─── Information given

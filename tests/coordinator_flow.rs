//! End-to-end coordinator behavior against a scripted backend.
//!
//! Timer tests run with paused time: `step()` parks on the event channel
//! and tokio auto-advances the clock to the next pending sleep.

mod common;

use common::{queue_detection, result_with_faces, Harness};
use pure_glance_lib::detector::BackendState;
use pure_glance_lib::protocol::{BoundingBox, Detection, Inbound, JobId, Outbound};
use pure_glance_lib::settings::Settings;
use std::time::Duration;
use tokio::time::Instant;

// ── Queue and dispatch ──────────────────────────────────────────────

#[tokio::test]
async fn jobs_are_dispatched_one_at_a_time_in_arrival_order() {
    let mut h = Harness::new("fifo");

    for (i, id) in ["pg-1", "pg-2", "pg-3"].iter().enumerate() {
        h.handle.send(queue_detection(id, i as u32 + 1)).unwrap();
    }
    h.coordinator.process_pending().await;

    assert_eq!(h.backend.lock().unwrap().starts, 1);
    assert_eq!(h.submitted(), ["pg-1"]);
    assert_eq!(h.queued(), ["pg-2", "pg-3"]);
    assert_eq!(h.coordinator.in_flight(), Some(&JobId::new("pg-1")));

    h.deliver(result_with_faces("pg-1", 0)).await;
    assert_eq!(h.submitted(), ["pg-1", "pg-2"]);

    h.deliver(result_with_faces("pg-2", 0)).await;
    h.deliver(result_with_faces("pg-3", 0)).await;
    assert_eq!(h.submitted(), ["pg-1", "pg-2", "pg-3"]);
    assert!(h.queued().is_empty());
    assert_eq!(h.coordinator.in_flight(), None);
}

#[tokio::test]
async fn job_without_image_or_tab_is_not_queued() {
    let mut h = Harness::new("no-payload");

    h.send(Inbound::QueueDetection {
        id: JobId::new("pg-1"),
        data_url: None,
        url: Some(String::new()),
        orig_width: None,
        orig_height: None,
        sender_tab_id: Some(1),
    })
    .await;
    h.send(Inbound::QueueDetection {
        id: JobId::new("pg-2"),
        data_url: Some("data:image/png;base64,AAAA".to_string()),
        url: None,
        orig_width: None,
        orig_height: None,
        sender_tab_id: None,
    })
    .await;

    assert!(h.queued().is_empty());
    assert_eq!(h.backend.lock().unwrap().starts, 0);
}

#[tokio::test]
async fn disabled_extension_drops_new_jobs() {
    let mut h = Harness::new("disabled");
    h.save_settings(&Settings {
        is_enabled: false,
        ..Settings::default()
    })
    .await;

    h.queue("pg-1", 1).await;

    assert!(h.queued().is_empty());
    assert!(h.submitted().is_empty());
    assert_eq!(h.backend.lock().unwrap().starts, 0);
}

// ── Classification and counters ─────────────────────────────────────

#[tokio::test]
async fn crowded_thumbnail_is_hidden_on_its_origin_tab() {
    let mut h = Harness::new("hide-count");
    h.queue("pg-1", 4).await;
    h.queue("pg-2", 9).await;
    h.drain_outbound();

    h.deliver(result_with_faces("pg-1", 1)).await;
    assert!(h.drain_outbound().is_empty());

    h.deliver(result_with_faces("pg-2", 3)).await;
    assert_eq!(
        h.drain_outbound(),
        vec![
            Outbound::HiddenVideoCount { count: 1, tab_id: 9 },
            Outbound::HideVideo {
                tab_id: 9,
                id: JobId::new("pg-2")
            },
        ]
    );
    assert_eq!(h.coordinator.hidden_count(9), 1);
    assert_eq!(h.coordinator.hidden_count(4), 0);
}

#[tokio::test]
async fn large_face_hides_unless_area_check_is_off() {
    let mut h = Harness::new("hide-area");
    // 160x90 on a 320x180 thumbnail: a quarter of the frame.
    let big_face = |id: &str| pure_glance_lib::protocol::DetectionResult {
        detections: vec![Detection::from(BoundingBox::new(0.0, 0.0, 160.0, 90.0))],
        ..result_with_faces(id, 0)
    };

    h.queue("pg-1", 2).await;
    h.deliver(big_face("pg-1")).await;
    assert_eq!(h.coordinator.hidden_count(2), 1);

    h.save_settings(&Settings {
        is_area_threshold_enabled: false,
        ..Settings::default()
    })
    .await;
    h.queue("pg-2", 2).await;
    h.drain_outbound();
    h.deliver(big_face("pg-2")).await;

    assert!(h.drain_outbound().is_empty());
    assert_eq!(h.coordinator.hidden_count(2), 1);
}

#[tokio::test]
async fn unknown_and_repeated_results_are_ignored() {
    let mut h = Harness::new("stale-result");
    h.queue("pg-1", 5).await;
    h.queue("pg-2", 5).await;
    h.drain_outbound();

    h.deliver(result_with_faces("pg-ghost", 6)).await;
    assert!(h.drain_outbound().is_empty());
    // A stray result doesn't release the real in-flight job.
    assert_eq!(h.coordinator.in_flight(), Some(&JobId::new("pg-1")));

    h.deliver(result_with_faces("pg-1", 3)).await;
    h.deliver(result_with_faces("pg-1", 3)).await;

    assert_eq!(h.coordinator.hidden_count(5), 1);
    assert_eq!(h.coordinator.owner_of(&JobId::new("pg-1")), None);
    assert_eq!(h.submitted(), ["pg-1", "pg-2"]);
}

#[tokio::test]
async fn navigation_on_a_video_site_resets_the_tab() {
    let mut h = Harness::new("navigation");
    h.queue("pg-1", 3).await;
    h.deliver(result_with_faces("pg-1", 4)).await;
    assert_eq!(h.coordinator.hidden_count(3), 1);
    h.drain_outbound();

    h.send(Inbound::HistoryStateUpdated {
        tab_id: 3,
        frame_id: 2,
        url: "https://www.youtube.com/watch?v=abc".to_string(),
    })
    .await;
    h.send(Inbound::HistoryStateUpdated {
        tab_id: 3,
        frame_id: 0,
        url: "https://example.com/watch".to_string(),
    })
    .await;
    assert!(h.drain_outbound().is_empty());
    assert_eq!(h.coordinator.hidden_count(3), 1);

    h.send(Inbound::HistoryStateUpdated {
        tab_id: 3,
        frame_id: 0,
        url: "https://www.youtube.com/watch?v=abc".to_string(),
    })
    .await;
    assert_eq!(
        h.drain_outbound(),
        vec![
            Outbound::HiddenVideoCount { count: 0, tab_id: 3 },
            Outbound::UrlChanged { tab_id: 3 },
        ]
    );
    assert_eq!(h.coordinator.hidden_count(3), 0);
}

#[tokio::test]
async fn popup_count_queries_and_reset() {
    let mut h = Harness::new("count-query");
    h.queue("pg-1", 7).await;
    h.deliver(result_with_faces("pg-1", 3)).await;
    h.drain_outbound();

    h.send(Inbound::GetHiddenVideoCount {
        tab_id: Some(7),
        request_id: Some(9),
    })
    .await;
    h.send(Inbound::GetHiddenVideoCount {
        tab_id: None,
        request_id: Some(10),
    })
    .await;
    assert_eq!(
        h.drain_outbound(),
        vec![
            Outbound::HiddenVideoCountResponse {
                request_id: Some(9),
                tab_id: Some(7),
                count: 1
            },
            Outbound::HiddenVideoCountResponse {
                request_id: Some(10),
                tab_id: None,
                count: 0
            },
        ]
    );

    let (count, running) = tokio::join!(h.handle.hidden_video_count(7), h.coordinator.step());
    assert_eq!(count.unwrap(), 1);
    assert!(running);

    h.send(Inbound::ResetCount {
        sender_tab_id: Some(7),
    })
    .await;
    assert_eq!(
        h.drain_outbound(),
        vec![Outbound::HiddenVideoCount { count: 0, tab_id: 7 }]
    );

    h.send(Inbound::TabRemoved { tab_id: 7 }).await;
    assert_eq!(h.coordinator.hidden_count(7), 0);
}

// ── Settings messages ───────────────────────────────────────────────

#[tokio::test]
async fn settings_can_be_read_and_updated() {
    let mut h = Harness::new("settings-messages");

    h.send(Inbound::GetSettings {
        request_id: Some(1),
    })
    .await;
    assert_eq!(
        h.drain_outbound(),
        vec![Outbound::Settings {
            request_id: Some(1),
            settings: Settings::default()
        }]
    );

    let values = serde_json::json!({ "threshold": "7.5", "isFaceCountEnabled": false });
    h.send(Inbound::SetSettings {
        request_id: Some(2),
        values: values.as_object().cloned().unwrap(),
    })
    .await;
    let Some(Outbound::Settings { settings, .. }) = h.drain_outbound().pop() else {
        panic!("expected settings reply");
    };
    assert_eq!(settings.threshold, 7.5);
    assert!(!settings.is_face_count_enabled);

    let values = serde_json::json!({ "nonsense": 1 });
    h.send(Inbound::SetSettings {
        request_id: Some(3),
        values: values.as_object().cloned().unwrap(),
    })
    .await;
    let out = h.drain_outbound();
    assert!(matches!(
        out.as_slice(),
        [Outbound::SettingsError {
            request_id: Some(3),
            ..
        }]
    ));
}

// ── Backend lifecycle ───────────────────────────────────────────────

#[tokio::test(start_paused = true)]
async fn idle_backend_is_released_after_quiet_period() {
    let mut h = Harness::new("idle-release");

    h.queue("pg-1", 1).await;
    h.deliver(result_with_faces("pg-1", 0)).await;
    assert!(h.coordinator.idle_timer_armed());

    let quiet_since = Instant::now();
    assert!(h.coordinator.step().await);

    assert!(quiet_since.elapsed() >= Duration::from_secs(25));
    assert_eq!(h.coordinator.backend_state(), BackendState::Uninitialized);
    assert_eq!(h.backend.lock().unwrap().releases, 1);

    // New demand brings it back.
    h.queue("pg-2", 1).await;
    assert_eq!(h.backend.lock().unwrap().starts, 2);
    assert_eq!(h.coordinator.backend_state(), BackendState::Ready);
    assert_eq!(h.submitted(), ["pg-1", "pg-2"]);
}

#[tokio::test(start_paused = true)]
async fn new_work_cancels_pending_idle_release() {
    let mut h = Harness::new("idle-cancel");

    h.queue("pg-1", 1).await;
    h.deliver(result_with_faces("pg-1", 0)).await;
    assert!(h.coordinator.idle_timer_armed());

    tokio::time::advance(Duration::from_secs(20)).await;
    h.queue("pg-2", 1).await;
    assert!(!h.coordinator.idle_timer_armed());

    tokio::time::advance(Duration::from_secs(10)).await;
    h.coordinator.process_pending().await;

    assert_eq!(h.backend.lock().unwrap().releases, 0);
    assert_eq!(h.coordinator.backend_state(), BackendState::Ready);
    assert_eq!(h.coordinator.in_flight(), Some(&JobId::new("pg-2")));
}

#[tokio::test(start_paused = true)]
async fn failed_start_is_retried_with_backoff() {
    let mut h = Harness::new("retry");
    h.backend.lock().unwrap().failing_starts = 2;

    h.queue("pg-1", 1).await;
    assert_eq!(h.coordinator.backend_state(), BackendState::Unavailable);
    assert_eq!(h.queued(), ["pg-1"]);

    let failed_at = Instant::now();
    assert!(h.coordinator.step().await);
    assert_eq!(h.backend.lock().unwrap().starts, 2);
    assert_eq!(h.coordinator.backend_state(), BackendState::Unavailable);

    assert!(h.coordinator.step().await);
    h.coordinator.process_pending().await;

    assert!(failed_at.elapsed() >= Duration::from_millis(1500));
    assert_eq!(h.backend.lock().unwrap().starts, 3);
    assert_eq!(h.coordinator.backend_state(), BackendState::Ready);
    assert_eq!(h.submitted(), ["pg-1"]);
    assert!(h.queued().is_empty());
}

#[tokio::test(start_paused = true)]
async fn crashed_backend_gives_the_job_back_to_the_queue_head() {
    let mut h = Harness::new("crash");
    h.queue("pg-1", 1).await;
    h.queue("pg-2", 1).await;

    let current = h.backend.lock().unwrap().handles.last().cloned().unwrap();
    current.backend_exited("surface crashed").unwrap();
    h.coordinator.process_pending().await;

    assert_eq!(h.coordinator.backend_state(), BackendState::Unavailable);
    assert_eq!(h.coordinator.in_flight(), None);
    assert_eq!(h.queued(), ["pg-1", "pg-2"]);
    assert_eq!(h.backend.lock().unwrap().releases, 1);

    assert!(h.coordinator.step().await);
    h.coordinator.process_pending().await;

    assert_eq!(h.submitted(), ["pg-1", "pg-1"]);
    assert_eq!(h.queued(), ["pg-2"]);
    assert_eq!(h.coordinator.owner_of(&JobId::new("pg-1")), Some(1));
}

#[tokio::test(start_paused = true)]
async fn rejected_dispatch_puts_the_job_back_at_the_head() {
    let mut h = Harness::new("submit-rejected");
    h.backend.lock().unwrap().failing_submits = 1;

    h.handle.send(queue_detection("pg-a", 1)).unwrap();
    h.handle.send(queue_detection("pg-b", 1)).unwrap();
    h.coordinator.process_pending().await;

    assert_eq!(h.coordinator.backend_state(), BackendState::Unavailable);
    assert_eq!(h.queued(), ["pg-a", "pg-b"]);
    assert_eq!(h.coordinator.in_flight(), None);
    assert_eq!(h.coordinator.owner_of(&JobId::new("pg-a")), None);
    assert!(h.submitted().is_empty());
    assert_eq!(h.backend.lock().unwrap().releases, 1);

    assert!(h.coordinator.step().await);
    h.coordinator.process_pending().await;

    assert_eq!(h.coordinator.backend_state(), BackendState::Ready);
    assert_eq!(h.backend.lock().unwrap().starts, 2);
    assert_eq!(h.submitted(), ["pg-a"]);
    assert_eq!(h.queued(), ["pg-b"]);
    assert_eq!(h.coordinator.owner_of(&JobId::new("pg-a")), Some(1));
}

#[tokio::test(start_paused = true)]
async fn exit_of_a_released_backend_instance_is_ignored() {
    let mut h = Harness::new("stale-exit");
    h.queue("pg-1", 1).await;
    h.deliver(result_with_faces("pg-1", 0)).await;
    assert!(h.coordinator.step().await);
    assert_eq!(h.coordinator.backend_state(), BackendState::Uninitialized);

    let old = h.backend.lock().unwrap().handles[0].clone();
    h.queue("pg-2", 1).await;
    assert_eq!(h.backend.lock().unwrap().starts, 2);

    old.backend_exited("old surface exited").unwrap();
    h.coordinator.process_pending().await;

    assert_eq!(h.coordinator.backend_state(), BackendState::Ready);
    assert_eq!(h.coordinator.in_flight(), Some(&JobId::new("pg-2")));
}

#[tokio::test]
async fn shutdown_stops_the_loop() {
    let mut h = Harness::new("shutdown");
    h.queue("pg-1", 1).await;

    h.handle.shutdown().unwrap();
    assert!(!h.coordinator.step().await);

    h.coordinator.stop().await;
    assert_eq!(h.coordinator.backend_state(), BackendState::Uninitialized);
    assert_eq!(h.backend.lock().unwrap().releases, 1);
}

──────

> [Work instruction]: What is needed is an exact copy of the entries above, from the first line through the line holding "use tokio::time::Instant;", with both of those lines kept; please give nothing else.

> [Task response]:
filename tests/coordinator_flow.rs
//! End-to-end coordinator behavior against a scripted backend.
//!
//! Timer tests run with paused time: `step()` parks on the event channel
//! and tokio auto-advances the clock to the next pending sleep.

mod common;

use common::{queue_detection, result_with_faces, Harness};
use pure_glance_lib::detector::BackendState;
use pure_glance_lib::protocol::{BoundingBox, Detection, Inbound, JobId, Outbound};
use pure_glance_lib::settings::Settings;
use std::time::Duration;
use tokio::time::Instant;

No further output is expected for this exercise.